What to work on :: Because the material must match the original, reproduce every line of it exactly.
☆ ☆ ☆
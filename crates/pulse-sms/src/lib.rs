//! # pulse-sms
//!
//! Twilio implementation of the [`Messenger`] trait. Messages are posted
//! form-encoded to the Twilio Messages API with basic auth; the returned
//! message sid is handed back to the caller for later delivery-status
//! reconciliation.

use async_trait::async_trait;
use pulse_core::config::TwilioConfig;
use pulse_core::error::PulseError;
use pulse_core::traits::Messenger;
use serde::Deserialize;
use tracing::info;

const TWILIO_API_BASE: &str = "https://api.twilio.com";

/// Outbound SMS via the Twilio REST API.
pub struct TwilioMessenger {
    client: reqwest::Client,
    config: TwilioConfig,
    base_url: String,
}

/// The subset of Twilio's message resource we care about.
#[derive(Debug, Deserialize)]
struct TwilioMessageResponse {
    sid: String,
}

#[derive(Debug, Deserialize)]
struct TwilioErrorResponse {
    message: Option<String>,
}

impl TwilioMessenger {
    pub fn new(config: TwilioConfig) -> Self {
        Self {
            client: reqwest::Client::new(),
            config,
            base_url: TWILIO_API_BASE.to_string(),
        }
    }

    /// Point the messenger at a different API host. Used by tests.
    pub fn with_base_url(config: TwilioConfig, base_url: impl Into<String>) -> Self {
        Self {
            client: reqwest::Client::new(),
            config,
            base_url: base_url.into(),
        }
    }

    fn messages_url(&self) -> String {
        format!(
            "{}/2010-04-01/Accounts/{}/Messages.json",
            self.base_url, self.config.account_sid
        )
    }
}

#[async_trait]
impl Messenger for TwilioMessenger {
    fn name(&self) -> &str {
        "twilio"
    }

    async fn send(&self, to: &str, body: &str) -> Result<String, PulseError> {
        if !self.config.is_configured() {
            return Err(PulseError::Delivery(
                "twilio credentials not configured".to_string(),
            ));
        }

        let params = [
            ("To", to),
            ("From", self.config.from_number.as_str()),
            ("Body", body),
        ];

        let resp = self
            .client
            .post(self.messages_url())
            .basic_auth(&self.config.account_sid, Some(&self.config.auth_token))
            .form(&params)
            .send()
            .await
            .map_err(|e| PulseError::Delivery(format!("twilio request failed: {e}")))?;

        let status = resp.status();
        if !status.is_success() {
            let detail = resp
                .json::<TwilioErrorResponse>()
                .await
                .ok()
                .and_then(|e| e.message)
                .unwrap_or_else(|| "no error detail".to_string());
            return Err(PulseError::Delivery(format!(
                "twilio rejected message ({status}): {detail}"
            )));
        }

        let message: TwilioMessageResponse = resp
            .json()
            .await
            .map_err(|e| PulseError::Delivery(format!("twilio response parse failed: {e}")))?;

        info!("SMS accepted by twilio: {}", message.sid);
        Ok(message.sid)
    }

    fn is_configured(&self) -> bool {
        self.config.is_configured()
    }
}

#[cfg(test)]
mod tests {
    use super::*;

    fn config() -> TwilioConfig {
        TwilioConfig {
            account_sid: "AC00000000000000000000000000000000".into(),
            auth_token: "token".into(),
            from_number: "+15550006666".into(),
        }
    }

    #[test]
    fn test_messages_url_includes_account_sid() {
        let messenger = TwilioMessenger::new(config());
        assert_eq!(
            messenger.messages_url(),
            "https://api.twilio.com/2010-04-01/Accounts/AC00000000000000000000000000000000/Messages.json"
        );
    }

    #[tokio::test]
    async fn test_unconfigured_send_is_delivery_error() {
        let messenger = TwilioMessenger::new(TwilioConfig::default());
        assert!(!messenger.is_configured());
        let err = messenger.send("+15551230001", "hello").await.unwrap_err();
        assert!(matches!(err, PulseError::Delivery(_)), "got: {err}");
    }
}
use thiserror::Error;

/// Top-level error type for Pulse.
#[derive(Debug, Error)]
pub enum PulseError {
    /// Input rejected before persistence: bad score range, malformed reply,
    /// missing required field. Never retried.
    #[error("validation error: {0}")]
    Validation(String),

    /// Duplicate daily response or duplicate unique key.
    #[error("conflict: {0}")]
    Conflict(String),

    /// Outbound SMS delivery failure. Logged and counted, not retried.
    #[error("delivery error: {0}")]
    Delivery(String),

    /// Database/storage error.
    #[error("store error: {0}")]
    Store(String),

    /// Configuration error.
    #[error("config error: {0}")]
    Config(String),

    /// I/O error.
    #[error("io error: {0}")]
    Io(#[from] std::io::Error),

    /// Serialization error.
    #[error("serialization error: {0}")]
    Serialization(#[from] serde_json::Error),
}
☆ ☆ ☆
Solution to this problem ::
filename crates/pulse-sms/src/lib.rs
//! # pulse-sms
//!
//! Twilio implementation of the [`Messenger`] trait. Messages are posted
//! form-encoded to the Twilio Messages API with basic auth; the returned
//! message sid is handed back to the caller for later delivery-status
//! reconciliation.

use async_trait::async_trait;
use pulse_core::config::TwilioConfig;
use pulse_core::error::PulseError;
use pulse_core::traits::Messenger;
use serde::Deserialize;
use tracing::info;

const TWILIO_API_BASE: &str = "https://api.twilio.com";

/// Outbound SMS via the Twilio REST API.
pub struct TwilioMessenger {
    client: reqwest::Client,
    config: TwilioConfig,
    base_url: String,
}

/// The subset of Twilio's message resource we care about.
#[derive(Debug, Deserialize)]
struct TwilioMessageResponse {
    sid: String,
}

#[derive(Debug, Deserialize)]
struct TwilioErrorResponse {
    message: Option<String>,
}

impl TwilioMessenger {
    pub fn new(config: TwilioConfig) -> Self {
        Self {
            client: reqwest::Client::new(),
            config,
            base_url: TWILIO_API_BASE.to_string(),
        }
    }

    /// Point the messenger at a different API host. Used by tests.
    pub fn with_base_url(config: TwilioConfig, base_url: impl Into<String>) -> Self {
        Self {
            client: reqwest::Client::new(),
            config,
            base_url: base_url.into(),
        }
    }

    fn messages_url(&self) -> String {
        format!(
            "{}/2010-04-01/Accounts/{}/Messages.json",
            self.base_url, self.config.account_sid
        )
    }
}

#[async_trait]
impl Messenger for TwilioMessenger {
    fn name(&self) -> &str {
        "twilio"
    }

    async fn send(&self, to: &str, body: &str) -> Result<String, PulseError> {
        if !self.config.is_configured() {
            return Err(PulseError::Delivery(
                "twilio credentials not configured".to_string(),
            ));
        }

        let params = [
            ("To", to),
            ("From", self.config.from_number.as_str()),
            ("Body", body),
        ];

        let resp = self
            .client
            .post(self.messages_url())
            .basic_auth(&self.config.account_sid, Some(&self.config.auth_token))
            .form(&params)
            .send()
            .await
            .map_err(|e| PulseError::Delivery(format!("twilio request failed: {e}")))?;

        let status = resp.status();
        if !status.is_success() {
            let detail = resp
                .json::<TwilioErrorResponse>()
                .await
                .ok()
                .and_then(|e| e.message)
                .unwrap_or_else(|| "no error detail".to_string());
            return Err(PulseError::Delivery(format!(
                "twilio rejected message ({status}): {detail}"
            )));
        }

        let message: TwilioMessageResponse = resp
            .json()
            .await
            .map_err(|e| PulseError::Delivery(format!("twilio response parse failed: {e}")))?;

        info!("SMS accepted by twilio: {}", message.sid);
        Ok(message.sid)
    }

    fn is_configured(&self) -> bool {
        self.config.is_configured()
    }
}

#[cfg(test)]
mod tests {
    use super::*;

    fn config() -> TwilioConfig {
        TwilioConfig {
            account_sid: "AC00000000000000000000000000000000".into(),
            auth_token: "token".into(),
            from_number: "+15550006666".into(),
        }
    }

    #[test]
    fn test_messages_url_includes_account_sid() {
        let messenger = TwilioMessenger::new(config());
        assert_eq!(
            messenger.messages_url(),
            "https://api.twilio.com/2010-04-01/Accounts/AC00000000000000000000000000000000/Messages.json"
        );
    }

    #[tokio::test]
    async fn test_unconfigured_send_is_delivery_error() {
        let messenger = TwilioMessenger::new(TwilioConfig::default());
        assert!(!messenger.is_configured());
        let err = messenger.send("+15551230001", "hello").await.unwrap_err();
        assert!(matches!(err, PulseError::Delivery(_)), "got: {err}");
    }
}
use thiserror::Error;

/// Top-level error type for Pulse.
#[derive(Debug, Error)]
pub enum PulseError {
    /// Input rejected before persistence: bad score range, malformed reply,
    /// missing required field. Never retried.
    #[error("validation error: {0}")]
    Validation(String),

    /// Duplicate daily response or duplicate unique key.
    #[error("conflict: {0}")]
    Conflict(String),

    /// Outbound SMS delivery failure. Logged and counted, not retried.
    #[error("delivery error: {0}")]
    Delivery(String),

    /// Database/storage error.
    #[error("store error: {0}")]
    Store(String),

    /// Configuration error.
    #[error("config error: {0}")]
    Config(String),

    /// I/O error.
    #[error("io error: {0}")]
    Io(#[from] std::io::Error),

    /// Serialization error.
    #[error("serialization error: {0}")]
    Serialization(#[from] serde_json::Error),
}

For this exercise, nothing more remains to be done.